Then, she began to scream. In fact, she
screamed so much, forever after her voice was hoarse, although it
didn’t matter, as her forever was neither long, nor spent anywhere
other than the palace prison.

In the meantime, Karukan was summoned from his
Royal Guard posting at a base on the northern coast, which was
covered in twenty feet of hard packed snow, and a layer of ice too
thick to melt.

“It was necessary for his safety,” the
late-King Revak had stated, when signing the order to send his
brother to the furthest and coldest outpost within his dominion. “I
should never forgive myself if my only remaining sibling should
somehow end up dead.”

It took the new king four days to return to
Kudisha, the first two of which required sitting upon the back of a
dog sled. Once arrived at the newly rebuilt palace, Karukan’s first
order of business was to sentence his former sister-in-law to her
death. Killing a king was high treason, and the punishment not
negotiable by even the next one.

However, Karukan was reluctant to execute the
lady, for he had always liked Myra, and thought her beauty second
to none. In addition, Fate had seen fit to toss in a cruel twist,
for it turned out that Myra was pregnant.

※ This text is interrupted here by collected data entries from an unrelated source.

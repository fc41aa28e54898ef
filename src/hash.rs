//! Range-limited hashing over SHA-512 and HMAC-SHA-512.
//!
//! A [`RangeHasher`] maps `(input, tweak)` to a uniform integer in
//! `[0, radix)` by rejection sampling over fixed-size chunks of a single
//! 64-byte digest of `tweak || input`. The digest engine is either unkeyed
//! (SHA-512) or keyed (HMAC-SHA-512 under a 16-byte key).

use std::fmt;

use hmac::{Hmac, Mac};
use rand::Rng;
use sha2::{Digest, Sha512};

use crate::bits::{ceil_log2, get_chunk};
use crate::error::Error;

/// Digest width in bits.
pub const DIGEST_BITS: usize = 512;
/// Digest width in bytes.
pub const DIGEST_BYTES: usize = DIGEST_BITS / 8;
/// Key length for the keyed (HMAC) engine.
pub const HMAC_KEY_BYTES: usize = 16;

type HmacSha512 = Hmac<Sha512>;

/// Digest engine variant, selected at construction.
#[derive(Clone)]
enum Engine {
    Unkeyed,
    /// Keyed engine; cloned per computation so the key is absorbed once.
    Keyed(HmacSha512),
}

/// Maps arbitrary input to a uniform value in `[0, radix)`.
///
/// `digest` and `reduce` take `&mut self`: the context buffers the
/// last-computed digest and is not reentrant. Clone it (or create one per
/// thread) for concurrent queries against a shared filter or dictionary.
#[derive(Clone)]
pub struct RangeHasher {
    radix: u32,
    chunk_bits: usize,
    chunks: usize,
    engine: Engine,
    digest: [u8; DIGEST_BYTES],
}

fn compute_params(radix: u32) -> Result<(usize, usize), Error> {
    let k = ceil_log2(radix) as usize;
    if radix < 2 || k < 1 || k > DIGEST_BITS {
        return Err(Error::BadParams);
    }
    Ok((k, DIGEST_BITS / k))
}

impl RangeHasher {
    /// Returns an unkeyed (SHA-512) hasher over `[0, radix)`.
    pub fn unkeyed(radix: u32) -> Result<Self, Error> {
        let (chunk_bits, chunks) = compute_params(radix)?;
        Ok(Self {
            radix,
            chunk_bits,
            chunks,
            engine: Engine::Unkeyed,
            digest: [0; DIGEST_BYTES],
        })
    }

    /// Returns a keyed (HMAC-SHA-512) hasher over `[0, radix)`.
    pub fn keyed(radix: u32, key: &[u8; HMAC_KEY_BYTES]) -> Result<Self, Error> {
        let (chunk_bits, chunks) = compute_params(radix)?;
        let mac = HmacSha512::new_from_slice(key).map_err(|_| Error::BadParams)?;
        Ok(Self {
            radix,
            chunk_bits,
            chunks,
            engine: Engine::Keyed(mac),
            digest: [0; DIGEST_BYTES],
        })
    }

    /// Returns a keyed hasher under a freshly generated random key.
    pub fn keyed_random(radix: u32) -> Result<Self, Error> {
        let mut key = [0u8; HMAC_KEY_BYTES];
        rand::thread_rng().fill(&mut key[..]);
        Self::keyed(radix, &key)
    }

    /// The output range.
    pub fn radix(&self) -> u32 {
        self.radix
    }

    /// Bits per digest chunk, `ceil(log2(radix))`.
    pub fn chunk_bits(&self) -> usize {
        self.chunk_bits
    }

    /// Chunks scanned per reduction, `DIGEST_BITS / chunk_bits`.
    pub fn chunks(&self) -> usize {
        self.chunks
    }

    pub fn is_keyed(&self) -> bool {
        matches!(self.engine, Engine::Keyed(_))
    }

    /// Computes the full 64-byte digest of `tweak || input` and returns it.
    ///
    /// The digest stays buffered in the context until the next computation.
    pub fn digest(&mut self, input: &[u8], tweak: &[u8]) -> &[u8; DIGEST_BYTES] {
        match &self.engine {
            Engine::Unkeyed => {
                let mut sha = Sha512::new();
                sha.update(tweak);
                sha.update(input);
                self.digest.copy_from_slice(&sha.finalize());
            }
            Engine::Keyed(mac) => {
                let mut mac = mac.clone();
                mac.update(tweak);
                mac.update(input);
                self.digest.copy_from_slice(&mac.finalize().into_bytes());
            }
        }
        &self.digest
    }

    /// Maps `tweak || input` to a value in `[0, radix)`.
    ///
    /// Scans every chunk of the digest in index order and keeps the last one
    /// below the radix; earlier in-range candidates are overwritten. The
    /// last-match-wins rule is load-bearing: a first-match policy would
    /// change every hash output. Fails with [`Error::NoUniformValue`] if no
    /// chunk is in range.
    pub fn reduce(&mut self, input: &[u8], tweak: &[u8]) -> Result<u32, Error> {
        self.digest(input, tweak);
        let mut out = None;
        for i in 0..self.chunks {
            let y = get_chunk(&self.digest, self.chunk_bits, i);
            if y < self.radix {
                out = Some(y);
            }
        }
        out.ok_or(Error::NoUniformValue)
    }
}

impl fmt::Debug for RangeHasher {
    fn fmt(&self, f: &mut fmt::Formatter<'_>) -> fmt::Result {
        f.debug_struct("RangeHasher")
            .field("radix", &self.radix)
            .field("chunk_bits", &self.chunk_bits)
            .field("chunks", &self.chunks)
            .field("keyed", &self.is_keyed())
            .finish_non_exhaustive()
    }
}

/// Builds the `salt || tag` tweak distinguishing the derived hash calls of
/// one operation.
pub(crate) fn tweak(salt: &[u8], tag: u8) -> Vec<u8> {
    let mut t = Vec::with_capacity(salt.len() + 1);
    t.extend_from_slice(salt);
    t.push(tag);
    t
}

“You have no choice,” the Chief Justice
insisted. “You cannot deny the law you are sworn to
uphold.”

Poor Myra and her unborn infant were then
terminated forthwith. After which, King Karukan secluded himself in
his suite to pray. For more than two weeks, he failed to emerge,
once again preferring the company of no one to any
other.

“He’s insane,” the old Lord Chamberlain
whispered to the Palace’s Chief of Staff. “We all know he’s in
there consulting with his invisible companion, or some sort of
ghost.”

“Heaven help us now,” the Prime Minister
mumbled to the President of the Parliament. “Our new king never out
grew a child’s predilection for imaginary friends.”

“He’s no worse than the other de Kudishas.”
The Chief Justice shrugged at his favorite bartender. “They were
all crazy in one way or another. Hit me once again, but this time,
make it a double. The lad is still young, and I fear his reign will
be long.”

 

Chapter 3

 

 

Lorena de Tirkoop was the perfect match for
Karukan de Kudisha. With an enormous and loving heart, and a gift
for finding joy in even the grimmest situation, Lorena’s presence
was like a shower of sunlight bursting through the clouds of
Karukan’s dark and introspective world. She made him smile, and she
made him laugh. She filled his empty room and lonely heart with
both warmth and copious amounts of food, especially bread, which
Lorena adored in every possible rendition. White, wheat, rye, corn,
hard, soft, quick, dark, light, in a loaf, or shaped as a roll,
Lorena was a slave to the bakery, and the bread-man at the
Palace.

Prior to the nuptials, and her concurrent
coronation as the Queen of Karupatani, Lorena had tried to lose
some weight. Honestly, she had. She had limited herself to only the
wholest of grains, exchanged the butter for low fat smart
margarine, and absolutely, completely, ruled out any other
toppings, except for the occasional dollop of peanut butter at
lunchtime. She needed her protein, you know.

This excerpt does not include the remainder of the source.